- **PROBLEM DESCRIPTION**
One line at a time, check the entries below for the word "from", and copy each line that has it.

--- TASK DATA Enclosed Below ---

//! # Deskreg
//!
//! An internal asset and user management server, usable both as a standalone
//! binary and as a library.
//!
//! Accounts live behind a session-based login; the "IT database" module
//! tracks PCs and printers per office. Access to each page is decided by a
//! small role policy ([`types::Role`] x [`types::Permission`]).
//!
//! ## Library Usage
//!
//! ```rust,ignore
//! use std::sync::Arc;
//! use std::path::PathBuf;
//! use axum_extra::extract::cookie::Key;
//! use deskreg::server::{AppState, create_router};
//! use deskreg::session::MemorySessionStore;
//! use deskreg::store::{SqliteStore, Store};
//!
//! let store = SqliteStore::new(&PathBuf::from("./data/deskreg.db")).unwrap();
//! store.initialize().unwrap();
//!
//! let state = Arc::new(AppState {
//!     store: Arc::new(store),
//!     sessions: Arc::new(MemorySessionStore::new()),
//!     cookie_key: Key::generate(),
//!     asset_dir: PathBuf::from("./asset"),
//! });
//! let router = create_router(state);
//! // Serve with axum...
//! ```
//!
//! ## Feature Flags
//!
//! - `cli` (default): Pulls in the binary's CLI dependencies. Disable with
//!   `default-features = false` for library use.

pub mod auth;
pub mod config;
pub mod error;
pub mod server;
pub mod session;
pub mod store;
pub mod types;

--- End of Enclosed TASK DATA ---

- **WRITTEN SOLUTION**
//! let store = SqliteStore::new(&PathBuf::from("./data/deskreg.db")).unwrap();
//!     asset_dir: PathBuf::from("./asset"),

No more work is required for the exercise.